Партизаны гурьбой направились к деревянному дому. Четверо представителей Просковца шли рядом с ними.
Пройдя через сени, они вошли в просторную комнату. За длинным столом, уставленным бутылками со сливовицей и нехитрой крестьянской закуской, сидели еще шестеро. Увидев вошедших, они поднялись навстречу, стали приветливо здороваться. С первых же слов можно было понять, что среди них были русские и украинцы. Лишь один, державшийся развязнее остальных, оказался грузином. Он-то и предложил:
— Садитесь, гости дорогие! По грузинскому обычаю, надо выпить за нашу встречу.
— Кто же из вас Просковец? — поинтересовался Степанов, присаживаясь к столу и кивая своим товарищам, чтобы и те занимали места.
— Зачем торопиться, дорогой? Зачем сразу дела решать? Когда друзья встречаются, они вино пьют, потом о делах говорят, — сказал грузин, придвигаясь к Степанову.
По всему было видно, что он старший в этой компании.

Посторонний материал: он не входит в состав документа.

use std::convert::Infallible;
use std::fmt;
use std::net::{IpAddr, Ipv4Addr, Ipv6Addr};

use asn1::Element;
use csrkit::decoder::{DecodableFrom, Decoder};
use csrkit::encoder::{EncodableTo, Encoder};
use serde::{Deserialize, Serialize};

use crate::error::{Error, Result};
use crate::name::DistinguishedName;
use crate::reader::SequenceReader;

/*
RFC 5280 Section 4.2.1.6
GeneralName ::= CHOICE {
    otherName                 [0] OtherName,
    rfc822Name                [1] IA5String,
    dNSName                   [2] IA5String,
    x400Address               [3] ORAddress,
    directoryName             [4] Name,
    ediPartyName              [5] EDIPartyName,
    uniformResourceIdentifier [6] IA5String,
    iPAddress                 [7] OCTET STRING,
    registeredID              [8] OBJECT IDENTIFIER
}

GeneralNames ::= SEQUENCE SIZE (1..MAX) OF GeneralName
*/

/// The GeneralName choices a request can carry.
///
/// otherName, x400Address, ediPartyName and registeredID are rejected on
/// decode.
#[derive(Debug, Clone, PartialEq, Eq, Serialize, Deserialize)]
#[serde(rename_all = "camelCase")]
pub enum GeneralName {
    Rfc822Name(Ia5Text),
    DnsName(Ia5Text),
    /// Explicitly tagged, since Name is a CHOICE.
    DirectoryName(DistinguishedName),
    Uri(Ia5Text),
    IpAddress(IpAddr),
}

const CONTEXT: &str = "GeneralName";

/// ASCII text for the IA5String choices of a GeneralName.
///
/// Internationalized names must be given in their ASCII form, e.g. the
/// punycode `xn--` label for a dNSName.
#[derive(Debug, Clone, PartialEq, Eq, Hash, Serialize, Deserialize)]
#[serde(try_from = "String", into = "String")]
pub struct Ia5Text(String);

impl Ia5Text {
    pub fn new(text: impl Into<String>) -> Result<Self> {
        let text = text.into();
        if !text.is_ascii() {
            return Err(non_ascii());
        }
        Ok(Ia5Text(text))
    }

    pub fn as_str(&self) -> &str {
        &self.0
    }
}

fn non_ascii() -> Error {
    Error::UnexpectedTagShape {
        context: CONTEXT,
        expected: "IA5String",
        found: "non-ASCII text".to_string(),
    }
}

impl TryFrom<String> for Ia5Text {
    type Error = Error;

    fn try_from(text: String) -> Result<Self> {
        Ia5Text::new(text)
    }
}

impl TryFrom<&str> for Ia5Text {
    type Error = Error;

    fn try_from(text: &str) -> Result<Self> {
        Ia5Text::new(text)
    }
}

impl From<Ia5Text> for String {
    fn from(text: Ia5Text) -> Self {
        text.0
    }
}

impl fmt::Display for Ia5Text {
    fn fmt(&self, f: &mut fmt::Formatter<'_>) -> fmt::Result {
        f.write_str(&self.0)
    }
}

fn ia5_text(data: &[u8]) -> Result<Ia5Text> {
    match std::str::from_utf8(data) {
        Ok(text) => Ia5Text::new(text),
        Err(_) => Err(non_ascii()),
    }
}

fn ip_address(data: &[u8]) -> Result<IpAddr> {
    if let Ok(octets) = <[u8; 4]>::try_from(data) {
        return Ok(IpAddr::V4(Ipv4Addr::from(octets)));
    }
    if let Ok(octets) = <[u8; 16]>::try_from(data) {
        return Ok(IpAddr::V6(Ipv6Addr::from(octets)));
    }
    Err(Error::UnexpectedTagShape {
        context: CONTEXT,
        expected: "4 or 16 octet iPAddress",
        found: format!("{} octets", data.len()),
    })
}

impl fmt::Display for GeneralName {
    fn fmt(&self, f: &mut fmt::Formatter<'_>) -> fmt::Result {
        match self {
            GeneralName::Rfc822Name(email) => write!(f, "email:{}", email),
            GeneralName::DnsName(dns) => write!(f, "DNS:{}", dns),
            GeneralName::DirectoryName(name) => write!(f, "DirName:{}", name),
            GeneralName::Uri(uri) => write!(f, "URI:{}", uri),
            GeneralName::IpAddress(ip) => write!(f, "IP Address:{}", ip),
        }
    }
}

impl DecodableFrom<Element> for GeneralName {}

impl Decoder<Element, GeneralName> for Element {
    type Error = Error;

    fn decode(&self) -> Result<GeneralName> {
        match self {
            Element::ContextSpecificPrimitive { slot: 1, data } => {
                ia5_text(data).map(GeneralName::Rfc822Name)
            }
            Element::ContextSpecificPrimitive { slot: 2, data } => {
                ia5_text(data).map(GeneralName::DnsName)
            }
            Element::ContextSpecificPrimitive { slot: 6, data } => {
                ia5_text(data).map(GeneralName::Uri)
            }
            Element::ContextSpecificPrimitive { slot: 7, data } => {
                ip_address(data).map(GeneralName::IpAddress)
            }
            Element::ContextSpecific { slot: 4, elements } => {
                let mut reader = SequenceReader::new(CONTEXT, elements);
                let name: DistinguishedName = reader.next("directoryName")?.decode()?;
                reader.finish()?;
                Ok(GeneralName::DirectoryName(name))
            }
            other => Err(Error::unexpected(
                CONTEXT,
                "rfc822Name, dNSName, directoryName, URI or iPAddress",
                other,
            )),
        }
    }
}

impl EncodableTo<GeneralName> for Element {}

impl Encoder<GeneralName, Element> for GeneralName {
    type Error = Infallible;

    fn encode(&self) -> std::result::Result<Element, Self::Error> {
        let element = match self {
            GeneralName::Rfc822Name(email) => Element::ContextSpecificPrimitive {
                slot: 1,
                data: email.as_str().as_bytes().to_vec(),
            },
            GeneralName::DnsName(dns) => Element::ContextSpecificPrimitive {
                slot: 2,
                data: dns.as_str().as_bytes().to_vec(),
            },
            GeneralName::DirectoryName(name) => {
                let Ok(name) = name.encode();
                Element::ContextSpecific {
                    slot: 4,
                    elements: vec![name],
                }
            }
            GeneralName::Uri(uri) => Element::ContextSpecificPrimitive {
                slot: 6,
                data: uri.as_str().as_bytes().to_vec(),
            },
            GeneralName::IpAddress(IpAddr::V4(ip)) => Element::ContextSpecificPrimitive {
                slot: 7,
                data: ip.octets().to_vec(),
            },
            GeneralName::IpAddress(IpAddr::V6(ip)) => Element::ContextSpecificPrimitive {
                slot: 7,
                data: ip.octets().to_vec(),
            },
        };
        Ok(element)
    }
}

/// Decodes the children of a `GeneralNames` SEQUENCE or implicit tag.
pub(crate) fn decode_general_names(elements: &[Element]) -> Result<Vec<GeneralName>> {
    elements
        .iter()
        .map(|e| e.decode())
        .collect::<Result<Vec<GeneralName>>>()
}

pub(crate) fn encode_general_names(names: &[GeneralName]) -> Vec<Element> {
    names
        .iter()
        .map(|name| {
            let Ok(element) = name.encode();
            element
        })
        .collect()
}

Остальные заискивающе поглядывали на него, разливали сливовицу в стаканы и чашки.
— Предлагаю пить за встречу советских людей на чужой земле, за крепкую партизанскую дружбу! — сказал грузин, поднявшись из-за стола. — И еще за нашу победу!
Все встали. Степанов одобрительно подмигнул товарищам и, осушив половину стакана, закусил куском ветчины.
— Шунка выборна! — похвалил грузин закуску.
— Да! Неплохая свинина, — согласился Степанов. — Откуда такую достали?
— Кабана закололи. Для гостей ничего не жалко.
— А кабана где взяли?
— Зачем, кацо, спрашиваешь! Много будешь знать — скоро состаришься... Ешь, раз нравится.
— Спасибо за угощение. — Степанов оценивающим взглядом обвел незнакомых людей. На шее у каждого висел немецкий автомат. — Настоящих-то друзей с оружием не встречают. Да и раздеться бы гостям не мешало. — Он первым вышел из-за стола, снял автомат и поставил его у стенки, сбросил ватную куртку.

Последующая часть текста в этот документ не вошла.